Ma paroisse est dévorée par l’ennui, voilà le mot. Comme tant
d’autres paroisses ! L’ennui les dévore sous nos yeux et nous n’y
pouvons rien. Quelque jour peut-être la contagion nous gagnera,
nous découvrirons en nous ce cancer. On peut vivre très longtemps
avec ça.
L’idée m’est venue hier sur la route. Il tombait une de ces pluies
fines qu’on avale à pleins poumons, qui vous descendent jusqu’au
ventre. De la côte de Saint-Vaast, le village m’est apparu
brusquement, si tassé, si misérable sous le ciel hideux de
novembre. L’eau fumait sur lui de toutes parts, et il avait l’air
de s’être couché là, dans l’herbe ruisselante, comme une pauvre
bête épuisée. Que c’est petit, un village ! Et ce village était ma
paroisse. C’était ma paroisse, mais je ne pouvais rien pour elle,
je la regardais tristement s’enfoncer dans la nuit, disparaître…
Quelques moments encore, et je ne la verrais plus. Jamais je
n’avais senti si cruellement sa solitude et la mienne. Je pensais à
ces bestiaux que j’entendais tousser dans le brouillard et que le
petit vacher, revenant de l’école, son cartable sous le bras,
mènerait tout à l’heure à travers les pâtures trempées, vers
l’étable chaude, odorante… Et lui, le village, il semblait attendre
aussi – sans grand espoir – après tant d’autres nuits passées dans
la boue, un maître à suivre vers quelque improbable, quelque
inimaginable asile.
Oh ! je sais bien que ce sont des idées folles, que je ne puis même
pas prendre tout à fait au sérieux, des rêves… Les villages ne se
lèvent pas à la voix d’un petit écolier, comme les bêtes. N’importe
! Hier soir, je crois qu’un saint l’eût appelé.
Je me disais donc que le monde est dévoré par l’ennui.
Naturellement, il faut un peu réfléchir pour se rendre compte, ça
ne se saisit pas tout de suite. C’est une espèce de poussière. Vous
allez et venez sans la voir, vous la respirez, vous la mangez, vous
la buvez, et elle est si fine, si ténue qu’elle ne craque même pas
sous la dent.
Mais que vous vous arrêtiez une seconde, la voilà qui recouvre
votre visage, vos mains. Vous devez vous agiter sans cesse pour
secouer cette pluie de cendres. Alors, le monde s’agite beaucoup.

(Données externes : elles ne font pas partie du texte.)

use anyhow::{Context, Result, ensure};
use serde::{Deserialize, Serialize};
use std::net::SocketAddr;
use std::path::{Path, PathBuf};

use crate::session::{DEFAULT_SESSION_ID_LEN, MIN_SESSION_ID_LEN};

// =============================================================================
// File config (figment-deserialized from defaults / blockfall.toml / env vars)
// =============================================================================
//
//   blockfall.toml:  [server]
//                    port = 4000
//
//   env var:         BLOCKFALL_SERVER__PORT=4000   (double underscore = nesting)
//                    PORT=4000                     (hosting-platform convention)

pub const DEFAULT_CONFIG_FILE: &str = "blockfall.toml";

#[derive(Clone, Debug, Default, Serialize, Deserialize)]
pub struct FileConfig {
    #[serde(default)]
    pub server: ServerFileConfig,
    #[serde(default)]
    pub relay: RelayFileConfig,
}

/// Listener and static asset settings (lives under `[server]`).
#[derive(Clone, Debug, Serialize, Deserialize)]
pub struct ServerFileConfig {
    #[serde(default = "default_host")]
    pub host: String,
    #[serde(default = "default_port")]
    pub port: u16,
    #[serde(default = "default_static_dir")]
    pub static_dir: PathBuf,
}

impl Default for ServerFileConfig {
    fn default() -> Self {
        Self {
            host: default_host(),
            port: default_port(),
            static_dir: default_static_dir(),
        }
    }
}

/// Relay tunables (lives under `[relay]`).
#[derive(Clone, Debug, Serialize, Deserialize)]
pub struct RelayFileConfig {
    #[serde(default = "default_session_id_len")]
    pub session_id_len: usize,
    /// Per-connection outbound queue; a full queue drops envelopes.
    #[serde(default = "default_outbound_buffer")]
    pub outbound_buffer: usize,
    /// Text frames larger than this are dropped unread.
    #[serde(default = "default_max_message_bytes")]
    pub max_message_bytes: usize,
}

impl Default for RelayFileConfig {
    fn default() -> Self {
        Self {
            session_id_len: default_session_id_len(),
            outbound_buffer: default_outbound_buffer(),
            max_message_bytes: default_max_message_bytes(),
        }
    }
}

fn default_host() -> String {
    "0.0.0.0".to_string()
}
fn default_port() -> u16 {
    3000
}
fn default_static_dir() -> PathBuf {
    PathBuf::from("public")
}
fn default_session_id_len() -> usize {
    DEFAULT_SESSION_ID_LEN
}
fn default_outbound_buffer() -> usize {
    256
}
fn default_max_message_bytes() -> usize {
    64 * 1024
}

/// Build a figment that layers: defaults → blockfall.toml → BLOCKFALL_* env vars → PORT.
///
/// `path` replaces the default `blockfall.toml` in the working directory. A
/// missing file is not an error.
pub fn load_config(path: Option<&Path>) -> figment::Figment {
    use figment::{
        Figment,
        providers::{Env, Format, Serialized, Toml},
    };

    let file = path.unwrap_or_else(|| Path::new(DEFAULT_CONFIG_FILE));

    Figment::from(Serialized::defaults(FileConfig::default()))
        .merge(Toml::file(file))
        .merge(Env::prefixed("BLOCKFALL_").split("__"))
        .merge(Env::raw().only(&["PORT"]).map(|_| "server.port".into()))
}

// =============================================================================
// Runtime config (derived from FileConfig after CLI overrides)
// =============================================================================

#[derive(Clone, Debug)]
pub struct RelayConfig {
    pub bind_addr: SocketAddr,
    pub static_dir: PathBuf,
    pub session_id_len: usize,
    pub outbound_buffer: usize,
    pub max_message_bytes: usize,
}

impl RelayConfig {
    pub fn from_file(fc: &FileConfig) -> Result<Self> {
        let bind_addr = format!("{}:{}", fc.server.host, fc.server.port)
            .parse::<SocketAddr>()
            .with_context(|| {
                format!(
                    "Invalid listen address {}:{}",
                    fc.server.host, fc.server.port
                )
            })?;
        ensure!(
            fc.relay.session_id_len >= MIN_SESSION_ID_LEN,
            "relay.session_id_len must be at least {}, got {}",
            MIN_SESSION_ID_LEN,
            fc.relay.session_id_len
        );
        Ok(Self {
            bind_addr,
            static_dir: fc.server.static_dir.clone(),
            session_id_len: fc.relay.session_id_len,
            outbound_buffer: fc.relay.outbound_buffer.max(1),
            max_message_bytes: fc.relay.max_message_bytes,
        })
    }
}

impl Default for RelayConfig {
    fn default() -> Self {
        let fc = FileConfig::default();
        Self {
            bind_addr: ([0, 0, 0, 0], fc.server.port).into(),
            static_dir: fc.server.static_dir,
            session_id_len: fc.relay.session_id_len,
            outbound_buffer: fc.relay.outbound_buffer,
            max_message_bytes: fc.relay.max_message_bytes,
        }
    }
}

#[cfg(test)]
mod tests {
    use super::*;
    use figment::Jail;

    // ── defaults ────────────────────────────────────────────────────────

    #[test]
    fn test_file_config_defaults() {
        let fc = FileConfig::default();
        assert_eq!(fc.server.host, "0.0.0.0");
        assert_eq!(fc.server.port, 3000);
        assert_eq!(fc.server.static_dir, PathBuf::from("public"));
        assert_eq!(fc.relay.session_id_len, 6);
        assert_eq!(fc.relay.outbound_buffer, 256);
        assert_eq!(fc.relay.max_message_bytes, 65536);
    }

    #[test]
    fn test_relay_config_from_defaults() {
        let rc = RelayConfig::from_file(&FileConfig::default()).unwrap();
        assert_eq!(rc.bind_addr, "0.0.0.0:3000".parse().unwrap());
        assert_eq!(rc.session_id_len, 6);
    }

    #[test]
    fn test_relay_config_rejects_bad_host() {
        let mut fc = FileConfig::default();
        fc.server.host = "not a host".into();
        let err = RelayConfig::from_file(&fc).unwrap_err();
        assert!(err.to_string().contains("not a host"));
    }

    #[test]
    fn test_relay_config_rejects_short_session_ids() {
        let mut fc = FileConfig::default();
        fc.relay.session_id_len = 1;
        let err = RelayConfig::from_file(&fc).unwrap_err();
        assert!(err.to_string().contains("session_id_len"));

        fc.relay.session_id_len = MIN_SESSION_ID_LEN;
        let rc = RelayConfig::from_file(&fc).unwrap();
        assert_eq!(rc.session_id_len, MIN_SESSION_ID_LEN);
    }

    // ── layering ────────────────────────────────────────────────────────

    #[test]
    fn test_missing_file_yields_defaults() {
        Jail::expect_with(|_jail| {
            let fc: FileConfig = load_config(None).extract()?;
            assert_eq!(fc.server.port, 3000);
            Ok(())
        });
    }

    #[test]
    fn test_toml_file_overrides_defaults() {
        Jail::expect_with(|jail| {
            jail.create_file(
                "blockfall.toml",
                r#"
                [server]
                port = 4000
                static_dir = "assets"

                [relay]
                session_id_len = 8
                "#,
            )?;
            let fc: FileConfig = load_config(None).extract()?;
            assert_eq!(fc.server.port, 4000);
            assert_eq!(fc.server.host, "0.0.0.0");
            assert_eq!(fc.server.static_dir, PathBuf::from("assets"));
            assert_eq!(fc.relay.session_id_len, 8);
            assert_eq!(fc.relay.outbound_buffer, 256);
            Ok(())
        });
    }

    #[test]
    fn test_explicit_path() {
        Jail::expect_with(|jail| {
            jail.create_file("custom.toml", "[relay]\noutbound_buffer = 16\n")?;
            let fc: FileConfig = load_config(Some(Path::new("custom.toml"))).extract()?;
            assert_eq!(fc.relay.outbound_buffer, 16);
            Ok(())
        });
    }

    #[test]
    fn test_prefixed_env_overrides_file() {
        Jail::expect_with(|jail| {
            jail.create_file("blockfall.toml", "[server]\nport = 4000\n")?;
            jail.set_env("BLOCKFALL_SERVER__PORT", "5000");
            jail.set_env("BLOCKFALL_RELAY__MAX_MESSAGE_BYTES", "1024");
            let fc: FileConfig = load_config(None).extract()?;
            assert_eq!(fc.server.port, 5000);
            assert_eq!(fc.relay.max_message_bytes, 1024);
            Ok(())
        });
    }

    #[test]
    fn test_plain_port_env_wins() {
        Jail::expect_with(|jail| {
            jail.set_env("BLOCKFALL_SERVER__PORT", "5000");
            jail.set_env("PORT", "8080");
            let fc: FileConfig = load_config(None).extract()?;
            assert_eq!(fc.server.port, 8080);
            Ok(())
        });
    }
}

On dira peut-être que le monde est depuis longtemps familiarisé
avec l’ennui, que l’ennui est la véritable condition de l’homme.
Possible que la semence en fût répandue partout et qu’elle germât
çà et là, sur un terrain favorable. Mais je me demande si les
hommes ont jamais connu cette contagion de l’ennui, cette lèpre ?
Un désespoir avorté, une forme turpide du désespoir, qui est sans
doute comme la fermentation d’un christianisme décomposé.
Évidemment, ce sont là des pensées que je garde pour moi. Je n’en
ai pas honte pourtant. Je crois même que je me ferais très bien
comprendre, trop bien peut-être pour mon repos – je veux dire le
repos de ma conscience. L’optimisme des supérieurs est bien mort.
Ceux qui le professent encore l’enseignent par habitude, sans y
croire. À la moindre objection, ils vous prodiguent des sourires
entendus, demandent grâce. Les vieux prêtres ne s’y trompent pas.
En dépit des apparences et si l’on reste fidèle à un certain
vocabulaire, d’ailleurs immuable, les thèmes de l’éloquence
officielle ne sont pas les mêmes, nos aînés ne les reconnaissent
plus. Jadis, par exemple, une tradition séculaire voulait qu’un
discours épiscopal ne s’achevât jamais sans une prudente allusion –
convaincue, certes, mais prudente – à la persécution prochaine et
au sang des martyrs. Ces prédictions se font beaucoup plus rares
aujourd’hui. Probablement parce que la réalisation en paraît moins
incertaine.
Hélas ! il y a un mot qui commence à courir les presbytères, un de
ces affreux mots dits « de poilu » qui, je ne sais comment ni
pourquoi, ont paru drôles à nos aînés, mais que les garçons de mon
âge trouvent si laids, si tristes. (C’est d’ailleurs étonnant ce
que l’argot des tranchées a pu réussir à exprimer d’idées sordides
en images lugubres, mais est-ce vraiment l’argot des tranchées ?…)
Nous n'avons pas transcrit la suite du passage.